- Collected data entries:
┄┄┄┄┄┄┄┄┄┄

use serde::Serialize;
use std::path::PathBuf;

use crate::chemistry::{ChemistryResult, IonConcentrations, ProfileSet};
use crate::config::{Config, ConfigError};
use crate::i18n::{keys, Translator};
use crate::session::{BrewSession, ChemistryRequest, SessionError};
use crate::ui_cli::{self, CliForms, MenuChoice};
use crate::water::{WaterInput, WaterResult};

/// 애플리케이션 실행 중 발생 가능한 오류를 표현한다.
#[derive(Debug, thiserror::Error)]
pub enum AppError {
    /// 파일/콘솔 입출력 오류
    #[error("입출력 오류: {0}")]
    Io(#[from] std::io::Error),
    /// 설정 저장/로드 오류
    #[error("설정 오류: {0}")]
    Config(#[from] ConfigError),
    /// 계산 순서 오류
    #[error("{0}")]
    Session(#[from] SessionError),
    /// JSON 출력 오류
    #[error("JSON 출력 오류: {0}")]
    Json(#[from] serde_json::Error),
    /// 목록에 없는 프로파일 이름
    #[error("알 수 없는 프로파일: {0}")]
    UnknownProfile(String),
}

/// 일회성 명령의 출력 형식.
#[derive(Debug, Clone, Copy, Default, PartialEq, Eq, clap::ValueEnum)]
pub enum OutputFormat {
    #[default]
    Table,
    Json,
}

/// CLI 실행에 필요한 설정/번역/프로파일 묶음.
#[derive(Debug)]
pub struct AppContext {
    pub config: Config,
    pub config_path: PathBuf,
    pub tr: Translator,
    pub profiles: ProfileSet,
}

/// 개별 이온 농도 덮어쓰기 값.
#[derive(Debug, Clone, Copy, Default, PartialEq)]
pub struct IonOverrides {
    pub calcium: Option<f64>,
    pub magnesium: Option<f64>,
    pub sodium: Option<f64>,
    pub sulfate: Option<f64>,
    pub chloride: Option<f64>,
}

/// 물량 + 염 계산 결과를 JSON으로 낼 때의 형태.
#[derive(Debug, Serialize)]
struct PlanReport<'a> {
    profile: &'a str,
    water: &'a WaterResult,
    chemistry: &'a ChemistryResult,
}

/// 프로파일 이름(없으면 첫 번째)을 찾아 목표 농도를 정하고 덮어쓰기 값을 반영한다.
pub fn resolve_targets(
    profiles: &ProfileSet,
    name: Option<&str>,
    overrides: IonOverrides,
) -> Result<(String, IonConcentrations), AppError> {
    let profile = match name {
        Some(n) => profiles
            .find(n)
            .ok_or_else(|| AppError::UnknownProfile(n.to_string()))?,
        None => profiles.first(),
    };
    let base = profile.ions;
    let ions = IonConcentrations {
        calcium: overrides.calcium.unwrap_or(base.calcium),
        magnesium: overrides.magnesium.unwrap_or(base.magnesium),
        sodium: overrides.sodium.unwrap_or(base.sodium),
        sulfate: overrides.sulfate.unwrap_or(base.sulfate),
        chloride: overrides.chloride.unwrap_or(base.chloride),
    };
    Ok((profile.name.clone(), ions))
}

/// 물량만 계산해 출력한다.
pub fn run_water(
    ctx: &AppContext,
    input: WaterInput,
    format: OutputFormat,
) -> Result<(), AppError> {
    let unit_system = input.unit_system;
    let mut session = BrewSession::new();
    let result = session.request_water(input);
    match format {
        OutputFormat::Table => {
            print!("{}", ui_cli::format_water_result(&ctx.tr, result, unit_system))
        }
        OutputFormat::Json => println!("{}", serde_json::to_string_pretty(result)?),
    }
    Ok(())
}

/// 물량을 계산한 뒤 그 총 물량으로 염 첨가량을 계산해 출력한다.
pub fn run_plan(
    ctx: &AppContext,
    water: WaterInput,
    chemistry: ChemistryRequest,
    profile_name: &str,
    format: OutputFormat,
) -> Result<(), AppError> {
    let unit_system = water.unit_system;
    let mut session = BrewSession::new();
    let water = session.request_water(water).clone();
    let chemistry = session.request_chemistry(chemistry)?.clone();
    match format {
        OutputFormat::Table => {
            println!("{}: {profile_name}", ctx.tr.t(keys::PROFILE));
            print!("{}", ui_cli::format_water_result(&ctx.tr, &water, unit_system));
            println!();
            print!("{}", ui_cli::format_chemistry_result(&ctx.tr, &chemistry));
        }
        OutputFormat::Json => {
            let report = PlanReport {
                profile: profile_name,
                water: &water,
                chemistry: &chemistry,
            };
            println!("{}", serde_json::to_string_pretty(&report)?);
        }
    }
    Ok(())
}

/// 로드된 프로파일 목록을 출력한다.
pub fn list_profiles(ctx: &AppContext) {
    print!("{}", ui_cli::format_profile_list(&ctx.tr, &ctx.profiles));
}

/// 대화형 CLI의 메인 루프를 실행한다.
pub fn run(ctx: &mut AppContext) -> Result<(), AppError> {
    let tr = ctx.tr.clone();
    println!("{}", tr.t(keys::ASSUMPTIONS_HEADING));
    for key in [
        keys::ASSUMPTION_RO_WATER,
        keys::ASSUMPTION_SPARGE,
        keys::ASSUMPTION_RISK,
    ] {
        println!("  {}", tr.t(key));
    }

    let mut session = BrewSession::new();
    let mut forms = CliForms::new(ctx.config.unit_system, ctx.profiles.first());
    loop {
        match ui_cli::main_menu(&tr)? {
            MenuChoice::Water => ui_cli::handle_water(&tr, &mut forms, &mut session)?,
            MenuChoice::Chemistry => {
                ui_cli::handle_chemistry(&tr, &ctx.profiles, &mut forms, &mut session)?
            }
            MenuChoice::Profiles => list_profiles(ctx),
            MenuChoice::Settings => {
                if ui_cli::handle_settings(&tr, &mut ctx.config)? {
                    forms.set_unit_system(ctx.config.unit_system);
                    ctx.config.save_to(&ctx.config_path)?;
                    println!("{}", tr.t(keys::SETTINGS_SAVED));
                }
            }
            MenuChoice::Exit => {
                ctx.config.save_to(&ctx.config_path)?;
                println!("{}", tr.t(keys::APP_EXIT));
                break;
            }
        }
    }
    Ok(())
}

#[cfg(test)]
mod tests {
    use super::*;
    use crate::chemistry::profiles::parse_profiles;

    fn two_profiles() -> ProfileSet {
        parse_profiles(
            r#"[
                {"name": "Balanced", "ca": 50, "mg": 10, "na": 10, "so4": 50, "cl": 50},
                {"name": "Hoppy", "ca": 110, "mg": 18, "na": 17, "so4": 350, "cl": 50}
            ]"#,
        )
        .unwrap()
    }

    #[test]
    fn first_profile_is_used_without_name() {
        let (name, ions) = resolve_targets(&two_profiles(), None, IonOverrides::default()).unwrap();
        assert_eq!(name, "Balanced");
        assert_eq!(ions.sulfate, 50.0);
    }

    #[test]
    fn overrides_replace_single_ions() {
        let overrides = IonOverrides {
            chloride: Some(120.0),
            ..IonOverrides::default()
        };
        let (_, ions) = resolve_targets(&two_profiles(), Some("Hoppy"), overrides).unwrap();
        assert_eq!(ions.sulfate, 350.0);
        assert_eq!(ions.chloride, 120.0);
    }

    #[test]
    fn unknown_profile_is_an_error() {
        let err = resolve_targets(&two_profiles(), Some("Burton"), IonOverrides::default())
            .unwrap_err();
        assert!(matches!(err, AppError::UnknownProfile(n) if n == "Burton"));
    }
}
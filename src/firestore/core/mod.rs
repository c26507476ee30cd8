//! Query values and the listener plumbing between the public API and the
//! sync client

pub mod client;
pub mod event_listener;
pub mod executor;
pub mod listen_options;
pub mod query;
pub mod view_snapshot;

pub use client::{FirestoreClient, QueryListenerHandle};
pub use event_listener::{AsyncEventListener, EventListener, FnListener};
pub use executor::{Executor, SerialExecutor, Task};
pub use listen_options::ListenOptions;
pub use query::Query;
pub use view_snapshot::{Document, ViewSnapshot};
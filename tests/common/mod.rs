//! In-memory sync client shared by the integration tests.

#![allow(dead_code)]

use std::sync::atomic::{AtomicBool, AtomicUsize, Ordering};
use std::sync::{Arc, Mutex};

use firestore_query_core::firestore::core::{
    self, Document, EventListener, Executor, FirestoreClient, ListenOptions, QueryListenerHandle,
    SerialExecutor, Task, ViewSnapshot,
};
use firestore_query_core::firestore::{DocumentKey, MapValue, Value};
use firestore_query_core::{Firestore, FirestoreResult};

/// Install a tracing subscriber honoring `RUST_LOG`, once per test binary.
pub fn init_tracing() {
    let _ = tracing_subscriber::fmt()
        .with_env_filter(tracing_subscriber::EnvFilter::from_default_env())
        .with_test_writer()
        .try_init();
}

/// One `listen_to_query` call recorded by [`FakeClient`].
pub struct Subscription {
    pub query: core::Query,
    pub options: ListenOptions,
    listener: Arc<dyn EventListener<ViewSnapshot>>,
    detached: Arc<AtomicBool>,
}

impl Subscription {
    pub fn is_detached(&self) -> bool {
        self.detached.load(Ordering::SeqCst)
    }
}

struct FakeHandle {
    detached: Arc<AtomicBool>,
    detach_calls: Arc<AtomicUsize>,
}

impl QueryListenerHandle for FakeHandle {
    fn detach(&self) {
        if !self.detached.swap(true, Ordering::SeqCst) {
            self.detach_calls.fetch_add(1, Ordering::SeqCst);
        }
    }
}

/// Records subscriptions and lets tests push events into them.
#[derive(Default)]
pub struct FakeClient {
    subscriptions: Mutex<Vec<Arc<Subscription>>>,
    detach_calls: Arc<AtomicUsize>,
    cache_result: Mutex<Option<FirestoreResult<ViewSnapshot>>>,
    cache_reads: AtomicUsize,
    // Delivered from a separate thread as soon as a listener registers.
    on_listen: Mutex<Option<FirestoreResult<ViewSnapshot>>>,
}

impl FakeClient {
    pub fn new() -> Arc<Self> {
        Arc::new(Self::default())
    }

    pub fn subscription(&self, index: usize) -> Arc<Subscription> {
        Arc::clone(&self.subscriptions.lock().unwrap()[index])
    }

    pub fn listen_count(&self) -> usize {
        self.subscriptions.lock().unwrap().len()
    }

    pub fn detach_count(&self) -> usize {
        self.detach_calls.load(Ordering::SeqCst)
    }

    pub fn cache_reads(&self) -> usize {
        self.cache_reads.load(Ordering::SeqCst)
    }

    pub fn set_cache_result(&self, result: FirestoreResult<ViewSnapshot>) {
        *self.cache_result.lock().unwrap() = Some(result);
    }

    pub fn deliver_on_listen(&self, result: FirestoreResult<ViewSnapshot>) {
        *self.on_listen.lock().unwrap() = Some(result);
    }

    /// Delivers to subscription `index` unless it was detached.
    pub fn emit(&self, index: usize, result: FirestoreResult<ViewSnapshot>) {
        let subscription = self.subscription(index);
        if !subscription.is_detached() {
            subscription.listener.on_event(result);
        }
    }

    /// Delivers even if detached, like an event already in flight when the
    /// listener was stopped.
    pub fn emit_in_flight(&self, index: usize, result: FirestoreResult<ViewSnapshot>) {
        self.subscription(index).listener.on_event(result);
    }
}

impl FirestoreClient for FakeClient {
    fn listen_to_query(
        &self,
        query: core::Query,
        options: ListenOptions,
        listener: Arc<dyn EventListener<ViewSnapshot>>,
    ) -> Box<dyn QueryListenerHandle> {
        let detached = Arc::new(AtomicBool::new(false));
        self.subscriptions.lock().unwrap().push(Arc::new(Subscription {
            query,
            options,
            listener: Arc::clone(&listener),
            detached: Arc::clone(&detached),
        }));

        if let Some(result) = self.on_listen.lock().unwrap().take() {
            std::thread::spawn(move || listener.on_event(result));
        }

        Box::new(FakeHandle {
            detached,
            detach_calls: Arc::clone(&self.detach_calls),
        })
    }

    fn get_documents_from_local_cache(
        &self,
        _query: core::Query,
        listener: Arc<dyn EventListener<ViewSnapshot>>,
    ) {
        self.cache_reads.fetch_add(1, Ordering::SeqCst);
        let result = self
            .cache_result
            .lock()
            .unwrap()
            .take()
            .expect("cache result not set");
        listener.on_event(result);
    }
}

/// Runs tasks on the calling thread.
pub struct InlineExecutor;

impl Executor for InlineExecutor {
    fn execute(&self, task: Task) {
        task();
    }
}

/// Firestore over a fake client, for tests that never deliver events.
pub fn inline_firestore() -> (Arc<FakeClient>, Firestore) {
    let client = FakeClient::new();
    let firestore = Firestore::new(client.clone(), Arc::new(InlineExecutor));
    (client, firestore)
}

/// Firestore over a fake client with callbacks on a tokio serial executor.
///
/// Must be called from inside a tokio runtime.
pub fn serial_firestore() -> (Arc<FakeClient>, Arc<SerialExecutor>, Firestore) {
    let client = FakeClient::new();
    let executor = Arc::new(SerialExecutor::current().unwrap());
    let firestore = Firestore::new(client.clone(), executor.clone());
    (client, executor, firestore)
}

/// Waits until every task queued on `executor` so far has run.
pub async fn flush(executor: &SerialExecutor) {
    let (tx, rx) = tokio::sync::oneshot::channel();
    executor.execute(Box::new(move || {
        let _ = tx.send(());
    }));
    rx.await.unwrap();
}

pub fn room(id: &str, score: i64) -> Document {
    let mut data = MapValue::new();
    data.insert("score".to_string(), Value::from(score));
    Document::new(DocumentKey::from_string(&format!("rooms/{id}")).unwrap(), data)
}

pub fn rooms_snapshot(query: &core::Query, from_cache: bool) -> ViewSnapshot {
    ViewSnapshot::new(query.clone(), vec![room("eros", 12), room("zeus", 30)])
        .with_from_cache(from_cache)
}
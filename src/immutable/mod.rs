//! Immutable collections used by query values

pub mod append_only_list;

pub use append_only_list::AppendOnlyList;
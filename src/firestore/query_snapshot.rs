//! Firestore QuerySnapshot type

use std::fmt;

use super::core::{self, ViewSnapshot};
use super::document_snapshot::{DocumentSnapshot, SnapshotMetadata};
use super::firestore::Firestore;
use super::query::Query;

/// The results of a query at one point in time.
#[derive(Clone, PartialEq)]
pub struct QuerySnapshot {
    firestore: Firestore,
    query: core::Query,
    snapshot: ViewSnapshot,
    metadata: SnapshotMetadata,
}

impl QuerySnapshot {
    pub(crate) fn new(
        firestore: Firestore,
        query: core::Query,
        snapshot: ViewSnapshot,
        metadata: SnapshotMetadata,
    ) -> Self {
        Self {
            firestore,
            query,
            snapshot,
            metadata,
        }
    }

    /// The query that produced this snapshot
    pub fn query(&self) -> Query {
        Query::new(self.query.clone(), self.firestore.clone())
    }

    /// Pending-write and cache state of the result set
    pub fn metadata(&self) -> SnapshotMetadata {
        self.metadata
    }

    /// The underlying view snapshot
    pub fn view_snapshot(&self) -> &ViewSnapshot {
        &self.snapshot
    }

    /// Get all documents as DocumentSnapshot instances
    pub fn documents(&self) -> Vec<DocumentSnapshot> {
        self.snapshot
            .documents
            .iter()
            .map(|doc| DocumentSnapshot {
                key: doc.key.clone(),
                data: Some(doc.data.clone()),
                metadata: SnapshotMetadata::new(
                    self.snapshot.mutated_keys.contains(&doc.key),
                    self.metadata.is_from_cache,
                ),
            })
            .collect()
    }

    /// Check if the query result is empty
    pub fn is_empty(&self) -> bool {
        self.snapshot.documents.is_empty()
    }

    /// Get the number of documents in the snapshot
    pub fn len(&self) -> usize {
        self.snapshot.documents.len()
    }
}

impl fmt::Debug for QuerySnapshot {
    fn fmt(&self, f: &mut fmt::Formatter<'_>) -> fmt::Result {
        f.debug_struct("QuerySnapshot")
            .field("query", &self.query.canonical_id())
            .field("len", &self.len())
            .field("metadata", &self.metadata)
            .finish()
    }
}
//! Cloud Firestore queries
//!
//! Module layout:
//! - `model` → paths and document keys
//! - `field_value.rs`, `filter.rs`, `order_by.rs`, `bound.rs` → query clauses
//! - `core` → the immutable query value, listener plumbing, and the traits
//!   the sync client implements
//! - `query.rs` → the public `Query` builder and its listeners
//! - `listener.rs`, `listener_registration.rs`, `snapshot_stream.rs` →
//!   snapshot delivery

pub mod bound;
pub mod core;
pub mod document_snapshot;
pub mod field_value;
pub mod filter;
/// Firestore handle binding a sync client to a user executor
pub mod firestore;
pub(crate) mod listener;
pub mod listener_registration;
/// Metadata change tracking for real-time listeners
pub mod metadata_changes;
pub mod model;
pub mod order_by;
pub mod query;
pub mod query_snapshot;
/// Stream utilities for query snapshots
pub mod snapshot_stream;
pub mod source;

// Re-export main Firestore handle
pub use firestore::Firestore;

// Re-export query clause types
pub use bound::Bound;
pub use field_value::{MapValue, Value};
pub use filter::{FieldFilter, FilterOperator};
pub use order_by::{Direction, OrderBy};

// Re-export paths
pub use model::{DocumentKey, FieldPath, IntoFieldPath, ResourcePath};

// Re-export from query module
pub use query::Query;

// Re-export snapshots
pub use document_snapshot::{DocumentSnapshot, SnapshotMetadata};
pub use query_snapshot::QuerySnapshot;

// Re-export listener types
pub use core::ListenOptions;
pub use listener_registration::ListenerRegistration;
pub use metadata_changes::MetadataChanges;
pub use snapshot_stream::QuerySnapshotStream;
pub use source::Source;
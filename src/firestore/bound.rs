//! Query start and end positions

use super::field_value::Value;

/// A position in a query's result order.
///
/// The values line up with the query's order-by clauses. `inclusive` says
/// whether a document sitting exactly on the position is part of the result.
#[derive(Debug, Clone, PartialEq, Eq, Hash)]
pub struct Bound {
    position: Vec<Value>,
    inclusive: bool,
}

impl Bound {
    /// Creates a bound
    pub fn new(position: Vec<Value>, inclusive: bool) -> Self {
        Self {
            position,
            inclusive,
        }
    }

    /// The position values
    pub fn position(&self) -> &[Value] {
        &self.position
    }

    /// Whether documents at the position are included
    pub fn inclusive(&self) -> bool {
        self.inclusive
    }

    pub(crate) fn canonical_id(&self) -> String {
        let values: Vec<String> = self.position.iter().map(Value::canonical_string).collect();
        format!(
            "{}{}",
            if self.inclusive { "b:" } else { "a:" },
            values.join(",")
        )
    }
}
//! Firestore Query
//!
//! `Query` pairs an immutable [`core::Query`] value with the [`Firestore`]
//! handle that runs it. Every builder method validates the new clause against
//! what is already there and returns a new `Query`; the receiver never
//! changes.
//!
//! Results come back through listeners:
//! - [`Query::add_snapshot_listener`] streams snapshots until removed.
//! - [`Query::get_documents`] delivers exactly one result.
//! - [`Query::get`] and [`Query::listen`] are async wrappers over the two.

use std::fmt;
use std::hash::{Hash, Hasher};
use std::sync::Arc;

use futures::channel::oneshot;
use tokio::sync::{mpsc, oneshot as tokio_oneshot};

use super::bound::Bound;
use super::core::{self, AsyncEventListener, EventListener, FnListener, ListenOptions};
use super::field_value::Value;
use super::filter::FilterOperator;
use super::firestore::Firestore;
use super::listener::{ListenOnce, OnceListener, QuerySnapshotConverter};
use super::listener_registration::ListenerRegistration;
use super::metadata_changes::MetadataChanges;
use super::model::IntoFieldPath;
use super::order_by::Direction;
use super::query_snapshot::QuerySnapshot;
use super::snapshot_stream::QuerySnapshotStream;
use super::source::Source;
use crate::error::{FirestoreError, FirestoreResult};

/// A query against a collection or collection group.
#[derive(Clone)]
pub struct Query {
    firestore: Firestore,
    query: core::Query,
}

impl Query {
    pub(crate) fn new(query: core::Query, firestore: Firestore) -> Self {
        Self { firestore, query }
    }

    fn with_core(&self, query: core::Query) -> Self {
        Self::new(query, self.firestore.clone())
    }

    /// The Firestore instance this query runs against
    pub fn firestore(&self) -> &Firestore {
        &self.firestore
    }

    /// The underlying query value
    pub fn core_query(&self) -> &core::Query {
        &self.query
    }

    /// Adds a filter on `field`.
    ///
    /// Fails with `InvalidArgument` if the filter conflicts with the clauses
    /// already on this query.
    pub fn filter(
        &self,
        field: impl IntoFieldPath,
        op: FilterOperator,
        value: impl Into<Value>,
    ) -> FirestoreResult<Query> {
        let field = field.into_field_path()?;
        let query = self.query.filter(field, op, value.into())?;
        Ok(self.with_core(query))
    }

    /// Filter documents where field equals value
    pub fn where_equal_to(
        &self,
        field: impl IntoFieldPath,
        value: impl Into<Value>,
    ) -> FirestoreResult<Query> {
        self.filter(field, FilterOperator::Equal, value)
    }

    /// Filter documents where field does not equal value
    pub fn where_not_equal_to(
        &self,
        field: impl IntoFieldPath,
        value: impl Into<Value>,
    ) -> FirestoreResult<Query> {
        self.filter(field, FilterOperator::NotEqual, value)
    }

    /// Filter documents where field is less than value
    pub fn where_less_than(
        &self,
        field: impl IntoFieldPath,
        value: impl Into<Value>,
    ) -> FirestoreResult<Query> {
        self.filter(field, FilterOperator::LessThan, value)
    }

    /// Filter documents where field is less than or equal to value
    pub fn where_less_than_or_equal_to(
        &self,
        field: impl IntoFieldPath,
        value: impl Into<Value>,
    ) -> FirestoreResult<Query> {
        self.filter(field, FilterOperator::LessThanOrEqual, value)
    }

    /// Filter documents where field is greater than value
    pub fn where_greater_than(
        &self,
        field: impl IntoFieldPath,
        value: impl Into<Value>,
    ) -> FirestoreResult<Query> {
        self.filter(field, FilterOperator::GreaterThan, value)
    }

    /// Filter documents where field is greater than or equal to value
    pub fn where_greater_than_or_equal_to(
        &self,
        field: impl IntoFieldPath,
        value: impl Into<Value>,
    ) -> FirestoreResult<Query> {
        self.filter(field, FilterOperator::GreaterThanOrEqual, value)
    }

    /// Filter documents where array field contains value
    pub fn where_array_contains(
        &self,
        field: impl IntoFieldPath,
        value: impl Into<Value>,
    ) -> FirestoreResult<Query> {
        self.filter(field, FilterOperator::ArrayContains, value)
    }

    /// Filter documents where array field contains any of the values
    pub fn where_array_contains_any(
        &self,
        field: impl IntoFieldPath,
        values: Vec<Value>,
    ) -> FirestoreResult<Query> {
        self.filter(field, FilterOperator::ArrayContainsAny, Value::Array(values))
    }

    /// Filter documents where field equals any of the values
    pub fn where_in(&self, field: impl IntoFieldPath, values: Vec<Value>) -> FirestoreResult<Query> {
        self.filter(field, FilterOperator::In, Value::Array(values))
    }

    /// Filter documents where field equals none of the values
    pub fn where_not_in(
        &self,
        field: impl IntoFieldPath,
        values: Vec<Value>,
    ) -> FirestoreResult<Query> {
        self.filter(field, FilterOperator::NotIn, Value::Array(values))
    }

    /// Order query results by field
    pub fn order_by(
        &self,
        field: impl IntoFieldPath,
        direction: Direction,
    ) -> FirestoreResult<Query> {
        let field = field.into_field_path()?;
        let query = self.query.order_by(field, direction)?;
        Ok(self.with_core(query))
    }

    /// Limit query results to the first `limit` documents
    pub fn limit(&self, limit: i32) -> FirestoreResult<Query> {
        let query = self.query.limit(limit)?;
        Ok(self.with_core(query))
    }

    /// Start results at the given order-by values, inclusive
    pub fn start_at(&self, values: Vec<Value>) -> Query {
        self.with_core(self.query.start_at(Bound::new(values, true)))
    }

    /// Start results after the given order-by values
    pub fn start_after(&self, values: Vec<Value>) -> Query {
        self.with_core(self.query.start_at(Bound::new(values, false)))
    }

    /// End results at the given order-by values, inclusive
    pub fn end_at(&self, values: Vec<Value>) -> Query {
        self.with_core(self.query.end_at(Bound::new(values, true)))
    }

    /// End results before the given order-by values
    pub fn end_before(&self, values: Vec<Value>) -> Query {
        self.with_core(self.query.end_at(Bound::new(values, false)))
    }

    /// Starts listening to this query.
    ///
    /// `listener` runs on the Firestore's user executor, never on the thread
    /// that produced the event. It receives query snapshots until the
    /// returned registration is removed.
    pub fn add_snapshot_listener_with_options<L>(
        &self,
        options: ListenOptions,
        listener: L,
    ) -> ListenerRegistration
    where
        L: EventListener<QuerySnapshot> + 'static,
    {
        let converter = QuerySnapshotConverter::new(
            self.firestore.clone(),
            self.query.clone(),
            Box::new(listener),
        );
        let async_listener = AsyncEventListener::new(
            Arc::clone(self.firestore.user_executor()),
            Box::new(converter),
        );
        let handle = self.firestore.client().listen_to_query(
            self.query.clone(),
            options,
            async_listener.clone(),
        );

        let query_id = self.query.canonical_id();
        tracing::debug!(query = %query_id, ?options, "added snapshot listener");
        ListenerRegistration::new(query_id, async_listener, handle)
    }

    /// Starts listening to this query with a closure.
    pub fn add_snapshot_listener<F>(
        &self,
        metadata_changes: MetadataChanges,
        callback: F,
    ) -> ListenerRegistration
    where
        F: FnMut(FirestoreResult<QuerySnapshot>) + Send + 'static,
    {
        self.add_snapshot_listener_with_options(
            ListenOptions::from_metadata_changes(metadata_changes),
            FnListener::new(callback),
        )
    }

    /// Reads the query once and hands the result to `callback`.
    ///
    /// - `Source::Cache` reads the local cache without opening a listener.
    /// - `Source::Server` fails with `Unavailable` if the only result
    ///   available comes from the cache.
    /// - `Source::Default` takes whatever result arrives first.
    ///
    /// `callback` runs at most once, on the user executor.
    pub fn get_documents<F>(&self, source: Source, callback: F)
    where
        F: FnOnce(FirestoreResult<QuerySnapshot>) + Send + 'static,
    {
        if source == Source::Cache {
            let converter = QuerySnapshotConverter::new(
                self.firestore.clone(),
                self.query.clone(),
                Box::new(OnceListener::new(callback)),
            );
            let listener = AsyncEventListener::new(
                Arc::clone(self.firestore.user_executor()),
                Box::new(converter),
            );
            self.firestore
                .client()
                .get_documents_from_local_cache(self.query.clone(), listener);
            return;
        }

        let (registration_tx, registration_rx) = oneshot::channel();
        let listener = ListenOnce::new(source, registration_rx, callback);
        let registration =
            self.add_snapshot_listener_with_options(ListenOptions::for_get_documents(), listener);

        // The listener has already completed and dropped its end.
        if let Err(registration) = registration_tx.send(registration) {
            registration.remove();
        }
    }

    /// Reads the query once.
    pub async fn get(&self, source: Source) -> FirestoreResult<QuerySnapshot> {
        let (tx, rx) = tokio_oneshot::channel();
        self.get_documents(source, move |result| {
            let _ = tx.send(result);
        });
        rx.await.map_err(|_| FirestoreError::Cancelled)?
    }

    /// Streams snapshots of this query.
    ///
    /// The listener is removed when the stream is dropped.
    pub fn listen(&self, metadata_changes: MetadataChanges) -> QuerySnapshotStream {
        let (tx, rx) = mpsc::unbounded_channel();
        let registration = self.add_snapshot_listener(metadata_changes, move |result| {
            // Receiver gone means the stream was dropped
            let _ = tx.send(result);
        });
        QuerySnapshotStream::new(rx, registration)
    }
}

impl PartialEq for Query {
    fn eq(&self, other: &Self) -> bool {
        self.firestore == other.firestore && self.query == other.query
    }
}

impl Eq for Query {}

impl Hash for Query {
    fn hash<H: Hasher>(&self, state: &mut H) {
        self.query.hash(state);
    }
}

impl fmt::Debug for Query {
    fn fmt(&self, f: &mut fmt::Formatter<'_>) -> fmt::Result {
        f.debug_struct("Query")
            .field("query", &self.query.canonical_id())
            .finish()
    }
}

┄┄┄┄┄┄┄┄┄┄

- TASK OBJECTIVE: Look above for the line that contains "pub mod document_snapshot;". Starting there, transcribe every line exactly until you have copied the line that contains "and end positions".

- WRITTEN ANSWER:
pub mod document_snapshot;
pub mod field_value;
pub mod filter;
/// Firestore handle binding a sync client to a user executor
pub mod firestore;
pub(crate) mod listener;
pub mod listener_registration;
/// Metadata change tracking for real-time listeners
pub mod metadata_changes;
pub mod model;
pub mod order_by;
pub mod query;
pub mod query_snapshot;
/// Stream utilities for query snapshots
pub mod snapshot_stream;
pub mod source;

// Re-export main Firestore handle
pub use firestore::Firestore;

// Re-export query clause types
pub use bound::Bound;
pub use field_value::{MapValue, Value};
pub use filter::{FieldFilter, FilterOperator};
pub use order_by::{Direction, OrderBy};

// Re-export paths
pub use model::{DocumentKey, FieldPath, IntoFieldPath, ResourcePath};

// Re-export from query module
pub use query::Query;

// Re-export snapshots
pub use document_snapshot::{DocumentSnapshot, SnapshotMetadata};
pub use query_snapshot::QuerySnapshot;

// Re-export listener types
pub use core::ListenOptions;
pub use listener_registration::ListenerRegistration;
pub use metadata_changes::MetadataChanges;
pub use snapshot_stream::QuerySnapshotStream;
pub use source::Source;
filename src/firestore/bound.rs
//! Query start and end positions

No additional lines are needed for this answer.